What drift looks like
Real examples from real runs:
- A refactoring agent starts cleaning up unrelated files because they "look similar".
- A planning agent expands the scope of a feature to add "obviously useful" extras.
- A debugging agent spirals into a library it shouldn't have entered to chase a phantom bug.
- A swarm picks up stigmergic work items that were supposed to be scoped to one subdirectory.
Each step looks locally reasonable. The problem is only visible when you compare the current state to the original goal.
The detector
Codebolt's drift detector runs as a background check on long runs. It periodically:
- Loads the original task and the initial plan.
- Loads the last N phases from the event log.
- Asks an LLM (a cheap one, not the agent's main model): "does what's happening in these phases still align with the original task?"
- Produces a verdict:
on_track,drifting, oroff_track, plus a reason.

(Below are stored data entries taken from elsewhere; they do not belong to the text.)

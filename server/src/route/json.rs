use axum::extract::{Multipart, State};
use axum::routing::post;
use axum::Router;

use application::service::{DeleteBookService, ImportBookService};

use crate::controller::Controller;
use crate::error::ErrorStatus;
use crate::handler::AppModule;
use crate::request::{read_upload, DeleteFileRequest, JsonTransformer, UploadFileRequest};
use crate::response::BookPresenter;

pub trait JsonRouter {
    fn route_json(self) -> Self;
}

impl JsonRouter for Router<AppModule> {
    fn route_json(self) -> Self {
        self.route(
            "/api/json/upload",
            post(
                |State(module): State<AppModule>, multipart: Multipart| async move {
                    let payload = read_upload(multipart).await.map_err(ErrorStatus::from)?;
                    Controller::new(JsonTransformer, BookPresenter)
                        .intake(UploadFileRequest::new(payload))
                        .handle(|dto| async move { module.import_books(dto).await })
                        .await
                        .map_err(ErrorStatus::from)
                },
            ),
        )
        .route(
            "/api/json/delete",
            post(
                |State(module): State<AppModule>, multipart: Multipart| async move {
                    let payload = read_upload(multipart).await.map_err(ErrorStatus::from)?;
                    Controller::new(JsonTransformer, BookPresenter)
                        .intake(DeleteFileRequest::new(payload))
                        .handle(|dto| async move { module.delete_books(dto).await })
                        .await
                        .map_err(ErrorStatus::from)
                },
            ),
        )
    }
}
use std::future::IntoFuture;
use std::marker::PhantomData;

pub trait Intake<I>: 'static + Sync + Send {
    type To;
    fn emit(&self, input: I) -> Self::To;
}

pub trait TryIntake<I>: 'static + Sync + Send {
    type To;
    type Error;
    fn emit(&self, input: I) -> Result<Self::To, Self::Error>;
}

pub trait Exhaust<I>: 'static + Sync + Send {
    type To;
    fn emit(&self, input: I) -> Self::To;
}

pub struct Controller<T, P, I, D, O> {
    transformer: T,
    presenter: P,
    _i: PhantomData<I>,
    _t: PhantomData<D>,
    _o: PhantomData<O>,
}

impl<T, P, I, D, O> Controller<T, P, I, D, O> {
    pub fn new(transformer: T, presenter: P) -> Self {
        Self {
            transformer,
            presenter,
            _i: PhantomData,
            _t: PhantomData,
            _o: PhantomData,
        }
    }

    fn preset(self) -> P {
        self.presenter
    }
}

impl<T, P, I, D, O> Controller<T, P, I, D, O>
where
    T: Intake<I, To = D>,
{
    pub fn intake(self, input: I) -> Transformed<T, P, I, D, O> {
        Transformed {
            transformed: self.transformer.emit(input),
            controller: self,
            _i: PhantomData,
            _o: PhantomData,
        }
    }
}

impl<T, P, I, D, O> Controller<T, P, I, D, O>
where
    T: TryIntake<I, To = D>,
{
    pub fn try_intake(self, input: I) -> Result<Transformed<T, P, I, D, O>, T::Error> {
        Ok(Transformed {
            transformed: self.transformer.emit(input)?,
            controller: self,
            _i: PhantomData,
            _o: PhantomData,
        })
    }
}

pub struct Transformed<T, P, I, D, O> {
    transformed: D,
    controller: Controller<T, P, I, D, O>,
    _i: PhantomData<I>,
    _o: PhantomData<O>,
}

impl<T, P, I, D, O> Transformed<T, P, I, D, O>
where
    P: Exhaust<O>,
{
    pub async fn handle<F, Fut, E>(self, f: F) -> Result<P::To, E>
    where
        F: FnOnce(D) -> Fut,
        Fut: IntoFuture<Output = Result<O, E>>,
    {
        Ok(self.controller.preset().emit(f(self.transformed).await?))
    }
}
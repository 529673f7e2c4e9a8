pub use crate::error::*;

mod database;
mod entity;
mod error;
mod extract;
mod modify;
mod query;

#[cfg(feature = "prelude")]
pub mod prelude {
    pub mod entity {
        pub use crate::entity::*;
    }
}

#[cfg(feature = "interface")]
pub mod interface {
    pub mod database {
        pub use crate::database::*;
    }
    pub mod extract {
        pub use crate::extract::*;
    }
    pub mod query {
        pub use crate::query::*;
    }
    pub mod update {
        pub use crate::modify::*;
    }
}
/// Publication year. Sources that cannot be parsed as an integer coerce to 0
/// rather than failing the whole import.
#[derive(Debug, Clone, Copy, Eq, PartialEq)]
pub struct BookYear(i32);

impl BookYear {
    pub fn new(year: impl Into<i32>) -> Self {
        Self(year.into())
    }
}

impl Default for BookYear {
    fn default() -> Self {
        Self(0)
    }
}

impl AsRef<i32> for BookYear {
    fn as_ref(&self) -> &i32 {
        &self.0
    }
}

impl From<BookYear> for i32 {
    fn from(value: BookYear) -> Self {
        value.0
    }
}
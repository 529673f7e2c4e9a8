use error_stack::Report;
use kernel::KernelError;

#[derive(Debug, thiserror::Error)]
pub enum DriverError {
    #[error(transparent)]
    SqlX(#[from] sqlx::Error),
    #[error(transparent)]
    Excel(#[from] calamine::XlsxError),
    #[error(transparent)]
    Serde(#[from] serde_json::Error),
    #[error(transparent)]
    Env(#[from] dotenvy::Error),
}

pub(crate) trait ConvertError {
    type Ok;
    fn convert_error(self) -> error_stack::Result<Self::Ok, KernelError>;
}

impl<T, E> ConvertError for Result<T, E>
where
    E: Into<DriverError>,
{
    type Ok = T;
    fn convert_error(self) -> error_stack::Result<T, KernelError> {
        self.map_err(|error| {
            let error = error.into();
            let context = match &error {
                DriverError::SqlX(sqlx::Error::PoolTimedOut) => KernelError::Timeout,
                DriverError::SqlX(_) | DriverError::Env(_) => KernelError::Internal,
                DriverError::Excel(_) | DriverError::Serde(_) => KernelError::Decode,
            };
            Report::new(error).change_context(context)
        })
    }
}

When it fires drifting or off_track, it doesn't kill the agent — it emits a warning event the orchestrator can react to. Typical reactions:
drifting— the orchestrator injects a reminder into the next step's context ("your original task was X, you're currently working on Y — confirm this is still on the path").off_track— the orchestrator triggers a replan at the appropriate level of the planning hierarchy, or pauses the run for human input.
Why it runs as a sidecar
The drift detector is deliberately not part of the agent's own loop. An agent can't reliably detect its own drift — it's already decided the current path is reasonable. An external observer with a fresh context window is the only way to catch gradual movement.

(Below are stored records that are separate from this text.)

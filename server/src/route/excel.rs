use axum::extract::{Multipart, State};
use axum::routing::post;
use axum::Router;

use application::service::{DeleteBookService, ImportBookService};

use crate::controller::Controller;
use crate::error::ErrorStatus;
use crate::handler::AppModule;
use crate::request::{read_upload, DeleteFileRequest, ExcelTransformer, UploadFileRequest};
use crate::response::BookPresenter;

pub trait ExcelRouter {
    fn route_excel(self) -> Self;
}

impl ExcelRouter for Router<AppModule> {
    fn route_excel(self) -> Self {
        self.route(
            "/api/excel/upload",
            post(
                |State(module): State<AppModule>, multipart: Multipart| async move {
                    let payload = read_upload(multipart).await.map_err(ErrorStatus::from)?;
                    Controller::new(ExcelTransformer, BookPresenter)
                        .intake(UploadFileRequest::new(payload))
                        .handle(|dto| async move { module.import_books(dto).await })
                        .await
                        .map_err(ErrorStatus::from)
                },
            ),
        )
        .route(
            "/api/excel/delete",
            post(
                |State(module): State<AppModule>, multipart: Multipart| async move {
                    let payload = read_upload(multipart).await.map_err(ErrorStatus::from)?;
                    Controller::new(ExcelTransformer, BookPresenter)
                        .intake(DeleteFileRequest::new(payload))
                        .handle(|dto| async move { module.delete_books(dto).await })
                        .await
                        .map_err(ErrorStatus::from)
                },
            ),
        )
    }
}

This is the same reason code review is a separate agent in plan-execute-review: independence of judgment matters.
Configuration
Drift detection is per-flow or per-agent:
drift_detection:
enabled: true
interval_phases: 5 # check every 5 phases
model: "small-judge-model"
on_drifting: reminder
on_off_track: replan # or: pause_for_review, kill
Default is enabled: false for short runs and enabled: true for flows with more than a few iterations. You can override per-agent if you know a particular agent is prone to wandering.
Cost
Drift detection is a small recurring cost — one cheap LLM call every few phases. For long runs the savings from catching drift early massively outweighs the detection cost. For short runs the detector rarely fires before the run ends anyway, so disabling it saves noise.
Complementary mechanisms
Drift detection works best alongside:
- Guardrails — deterministic rules catch hard violations; drift catches soft ones.

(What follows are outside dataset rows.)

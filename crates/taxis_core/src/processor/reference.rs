use std::collections::BTreeSet;

use super::{FeedbackCollector, ProcessorContext};
use crate::{
    ErrorCode, Feedback, Id, InstanceGraph, InstanceGraphCollector, ReferenceDef, ReferenceKey,
    ReferenceStatement, Statement, TaxisError, TaxisResult,
};

/// Explicit association maintenance on an existing owner instance.
pub struct ReferencePayloadProcessor<'a> {
    ctx: ProcessorContext<'a>,
    collector: &'a dyn InstanceGraphCollector,
}

struct Resolved<'m> {
    graph: InstanceGraph,
    key: ReferenceKey,
    def: &'m ReferenceDef,
    current: BTreeSet<Id>,
}

impl<'a> ReferencePayloadProcessor<'a> {
    pub fn new(ctx: ProcessorContext<'a>, collector: &'a dyn InstanceGraphCollector) -> Self {
        Self { ctx, collector }
    }

    pub fn add_references(
        &self,
        entity_type: &str,
        id: Id,
        reference: &str,
        targets: &[Id],
    ) -> TaxisResult<Vec<Statement>> {
        let mut feedback = self.ctx.feedback();
        let resolved = self.resolve(entity_type, id, reference, &mut feedback)?;
        let requested: BTreeSet<Id> = targets.iter().copied().collect();
        if requested.len() != targets.len() {
            feedback.report(Feedback::new(
                ErrorCode::DuplicateIdentifier,
                reference,
                "identifiers must be distinct",
            ))?;
        }
        if !resolved.def.is_many() && resolved.current.len() + requested.len() > 1 {
            feedback.report(Feedback::new(
                ErrorCode::CardinalityViolation,
                reference,
                format!("{} holds a single instance", resolved.key),
            ))?;
        }
        let added: BTreeSet<Id> = requested.difference(&resolved.current).copied().collect();
        feedback.finish()?;
        if added.is_empty() {
            return Ok(Vec::new());
        }

        let mut out = vec![Statement::exists(&resolved.graph.entity_type, id)];
        out.extend(
            added
                .iter()
                .map(|target| Statement::exists(&resolved.def.target, *target)),
        );
        out.push(Statement::AddReference(ReferenceStatement {
            referenced_ids: added,
            ..ReferenceStatement::single(&resolved.graph.entity_type, id, resolved.key, id)
                .with_snapshot(!resolved.current.is_empty())
        }));
        Ok(out)
    }

    pub fn remove_references(
        &self,
        entity_type: &str,
        id: Id,
        reference: &str,
        targets: &[Id],
    ) -> TaxisResult<Vec<Statement>> {
        let mut feedback = self.ctx.feedback();
        let resolved = self.resolve(entity_type, id, reference, &mut feedback)?;
        let mut removed = BTreeSet::new();
        for target in targets {
            if !resolved.current.contains(target) {
                feedback.report(
                    Feedback::new(
                        ErrorCode::EntityNotFound,
                        reference,
                        format!("{} does not reference {target}", resolved.key),
                    )
                    .with_identifier(*target),
                )?;
                continue;
            }
            removed.insert(*target);
        }
        feedback.finish()?;
        if removed.is_empty() {
            return Ok(Vec::new());
        }
        Ok(vec![Statement::RemoveReference(ReferenceStatement {
            referenced_ids: removed,
            ..ReferenceStatement::single(&resolved.graph.entity_type, id, resolved.key, id)
                .with_snapshot(true)
        })])
    }

    /// Points a single-valued association at `target`, or clears it.
    pub fn set_reference(
        &self,
        entity_type: &str,
        id: Id,
        reference: &str,
        target: Option<Id>,
    ) -> TaxisResult<Vec<Statement>> {
        let mut feedback = self.ctx.feedback();
        let resolved = self.resolve(entity_type, id, reference, &mut feedback)?;
        if resolved.def.is_many() {
            feedback.report(Feedback::new(
                ErrorCode::CardinalityViolation,
                reference,
                format!("{} is multi-valued; add or remove elements instead", resolved.key),
            ))?;
        }
        feedback.finish()?;

        let owner_type = resolved.graph.entity_type.as_str();
        let current = resolved.current.iter().next().copied();
        let mut out = Vec::new();
        match (current, target) {
            (Some(old), Some(new)) if old == new => {}
            (Some(old), Some(new)) => {
                out.push(Statement::RemoveReference(
                    ReferenceStatement::single(owner_type, id, resolved.key.clone(), old)
                        .with_snapshot(true),
                ));
                out.push(Statement::exists(&resolved.def.target, new));
                out.push(Statement::AddReference(
                    ReferenceStatement::single(owner_type, id, resolved.key, new)
                        .with_snapshot(true)
                        .repointing(),
                ));
            }
            (None, Some(new)) => {
                out.push(Statement::exists(owner_type, id));
                out.push(Statement::exists(&resolved.def.target, new));
                out.push(Statement::AddReference(ReferenceStatement::single(
                    owner_type,
                    id,
                    resolved.key,
                    new,
                )));
            }
            (Some(old), None) => {
                out.push(Statement::RemoveReference(
                    ReferenceStatement::single(owner_type, id, resolved.key, old)
                        .with_snapshot(true),
                ));
            }
            (None, None) => {}
        }
        Ok(out)
    }

    fn resolve(
        &self,
        entity_type: &str,
        id: Id,
        reference: &str,
        feedback: &mut FeedbackCollector,
    ) -> TaxisResult<Resolved<'a>> {
        let graph = self.collector.collect_graph(entity_type, id)?;
        let (key, def) = self
            .ctx
            .resolver
            .reference(&graph.entity_type, reference)?
            .ok_or_else(|| TaxisError::not_found(format!("reference {entity_type}.{reference}")))?;
        if def.containment {
            feedback.report(Feedback::new(
                ErrorCode::UnexpectedPayloadContent,
                reference,
                format!("{key} is a containment; children are created through their container"),
            ))?;
        }
        if !def.mutable {
            feedback.report(Feedback::new(
                ErrorCode::UnexpectedPayloadContent,
                reference,
                format!("{key} is not mutable"),
            ))?;
        }
        let current = graph.referenced_ids(&key).into_iter().collect();
        Ok(Resolved {
            graph,
            key,
            def,
            current,
        })
    }
}
//! SQL plumbing shared by executors, the collector and the query builder.

use std::fmt;

use log::debug;
use sea_query::{
    MysqlQueryBuilder, PostgresQueryBuilder, QueryStatementWriter, SqliteQueryBuilder,
    Value as SeaValue,
};
use serde::{Deserialize, Serialize};
use serde_json::{Map, Value as JsonValue};

use aideon_taxis_core::{Id, TaxisError, TaxisResult, Value};

#[derive(Clone, Copy, Debug, PartialEq, Eq, Serialize, Deserialize)]
#[serde(rename_all = "lowercase")]
pub enum Dialect {
    Sqlite,
    Postgres,
    Mysql,
}

impl Dialect {
    pub fn name(self) -> &'static str {
        match self {
            Dialect::Sqlite => "sqlite",
            Dialect::Postgres => "postgres",
            Dialect::Mysql => "mysql",
        }
    }
}

/// Rendered SQL with positional placeholders and bound values in order.
#[derive(Clone, Debug, PartialEq, Serialize)]
pub struct SqlStatement {
    pub sql: String,
    pub values: Vec<Value>,
}

impl SqlStatement {
    pub fn new(sql: impl Into<String>, values: Vec<Value>) -> Self {
        Self {
            sql: sql.into(),
            values,
        }
    }

    pub fn build<S: QueryStatementWriter>(dialect: Dialect, stmt: &S) -> Self {
        let (sql, values) = match dialect {
            Dialect::Sqlite => stmt.build(SqliteQueryBuilder),
            Dialect::Postgres => stmt.build(PostgresQueryBuilder),
            Dialect::Mysql => stmt.build(MysqlQueryBuilder),
        };
        Self {
            sql,
            values: values.0.into_iter().map(from_sea_value).collect(),
        }
    }
}

impl fmt::Display for SqlStatement {
    fn fmt(&self, f: &mut fmt::Formatter<'_>) -> fmt::Result {
        f.write_str(&self.sql)
    }
}

/// One result row; columns keep their select order.
#[derive(Clone, Debug, Default, PartialEq)]
pub struct Row {
    columns: Vec<(String, Value)>,
}

impl Row {
    pub fn new(columns: Vec<(String, Value)>) -> Self {
        Self { columns }
    }

    pub fn columns(&self) -> &[(String, Value)] {
        &self.columns
    }

    pub fn get(&self, name: &str) -> Option<&Value> {
        self.columns
            .iter()
            .find(|(column, _)| column == name)
            .map(|(_, value)| value)
    }

    pub fn opt_id(&self, name: &str) -> TaxisResult<Option<Id>> {
        match self.get(name) {
            None | Some(Value::Null) => Ok(None),
            Some(value) => value
                .as_id()
                .map(Some)
                .ok_or_else(|| TaxisError::storage(format!("column {name} is not an id"))),
        }
    }

    pub fn id(&self, name: &str) -> TaxisResult<Id> {
        self.opt_id(name)?
            .ok_or_else(|| TaxisError::storage(format!("column {name} is null")))
    }

    pub fn i64(&self, name: &str) -> TaxisResult<i64> {
        self.get(name)
            .and_then(Value::as_i64)
            .ok_or_else(|| TaxisError::storage(format!("column {name} is not an integer")))
    }

    pub fn str(&self, name: &str) -> TaxisResult<&str> {
        self.get(name)
            .and_then(Value::as_str)
            .ok_or_else(|| TaxisError::storage(format!("column {name} is not text")))
    }

    pub fn into_json(self) -> Map<String, JsonValue> {
        self.columns
            .into_iter()
            .map(|(column, value)| (column, value.to_json()))
            .collect()
    }
}

/// Runs rendered statements on the caller's connection and transaction.
pub trait SqlExecutor {
    fn dialect(&self) -> Dialect;

    /// Returns the number of affected rows.
    fn execute(&self, statement: &SqlStatement) -> TaxisResult<u64>;

    fn query(&self, statement: &SqlStatement) -> TaxisResult<Vec<Row>>;
}

pub(crate) fn exec<S: QueryStatementWriter>(
    executor: &dyn SqlExecutor,
    stmt: &S,
) -> TaxisResult<u64> {
    let statement = SqlStatement::build(executor.dialect(), stmt);
    debug!("taxis: execute {}", statement.sql);
    executor.execute(&statement)
}

pub(crate) fn query_all<S: QueryStatementWriter>(
    executor: &dyn SqlExecutor,
    stmt: &S,
) -> TaxisResult<Vec<Row>> {
    let statement = SqlStatement::build(executor.dialect(), stmt);
    debug!("taxis: query {}", statement.sql);
    executor.query(&statement)
}

pub fn id_value(dialect: Dialect, id: Id) -> SeaValue {
    match dialect {
        Dialect::Mysql => SeaValue::Bytes(Some(Box::new(id.as_vec()))),
        Dialect::Sqlite | Dialect::Postgres => {
            SeaValue::String(Some(Box::new(id.to_uuid_string())))
        }
    }
}

pub fn to_sea_value(dialect: Dialect, value: &Value) -> SeaValue {
    match value {
        Value::Null => SeaValue::String(None),
        Value::Str(text) => text.clone().into(),
        Value::I64(number) => (*number).into(),
        Value::F64(number) => (*number).into(),
        Value::Bool(flag) => (*flag).into(),
        Value::Time(timestamp) => timestamp.as_i64().into(),
        Value::Ref(id) => id_value(dialect, *id),
        Value::Blob(bytes) => bytes.clone().into(),
        Value::Json(json) => json.to_string().into(),
    }
}

/// Literal payload values used in filters and custom join parameters.
pub fn json_to_sea_value(value: &JsonValue) -> SeaValue {
    match value {
        JsonValue::Null => SeaValue::String(None),
        JsonValue::Bool(flag) => (*flag).into(),
        JsonValue::Number(number) => match number.as_i64() {
            Some(integer) => integer.into(),
            None => number.as_f64().unwrap_or_default().into(),
        },
        JsonValue::String(text) => text.clone().into(),
        other => other.to_string().into(),
    }
}

fn from_sea_value(value: SeaValue) -> Value {
    match value {
        SeaValue::Bool(Some(flag)) => Value::Bool(flag),
        SeaValue::TinyInt(Some(number)) => Value::I64(number.into()),
        SeaValue::SmallInt(Some(number)) => Value::I64(number.into()),
        SeaValue::Int(Some(number)) => Value::I64(number.into()),
        SeaValue::BigInt(Some(number)) => Value::I64(number),
        SeaValue::TinyUnsigned(Some(number)) => Value::I64(number.into()),
        SeaValue::SmallUnsigned(Some(number)) => Value::I64(number.into()),
        SeaValue::Unsigned(Some(number)) => Value::I64(number.into()),
        SeaValue::BigUnsigned(Some(number)) => {
            i64::try_from(number).map(Value::I64).unwrap_or(Value::F64(number as f64))
        }
        SeaValue::Float(Some(number)) => Value::F64(number.into()),
        SeaValue::Double(Some(number)) => Value::F64(number),
        SeaValue::String(Some(text)) => Value::Str(*text),
        SeaValue::Char(Some(ch)) => Value::Str(ch.to_string()),
        SeaValue::Bytes(Some(bytes)) => Value::Blob(*bytes),
        _ => Value::Null,
    }
}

- Reputation — agents with chronic drift lose reputation over time and get assigned less work.
- Explicit scope in the task. A task written as "only touch files under src/auth/" gives the detector something concrete to check against. Vague tasks ("improve the auth code") are harder to drift-check.
- Checkpoints — when drift is detected and the run is rolled back, you already have the state from before the drift started.
Pitfalls
- Over-eager replans. If the detector is too sensitive, it replans constantly and nothing gets done. Tune the threshold per project.
- Drift detector drifting. Yes, really — if the detector's model or prompt changes, its sense of "on track" changes. Treat the detector as infrastructure and version it.
- False on-track. A drifting agent can sometimes talk the detector into thinking everything is fine. Reduce this by feeding the detector the original plan, not just the task description.
- Using drift detection instead of good task definition. If your tasks are vague, drift detection is a patch. Better to write clearer tasks upfront.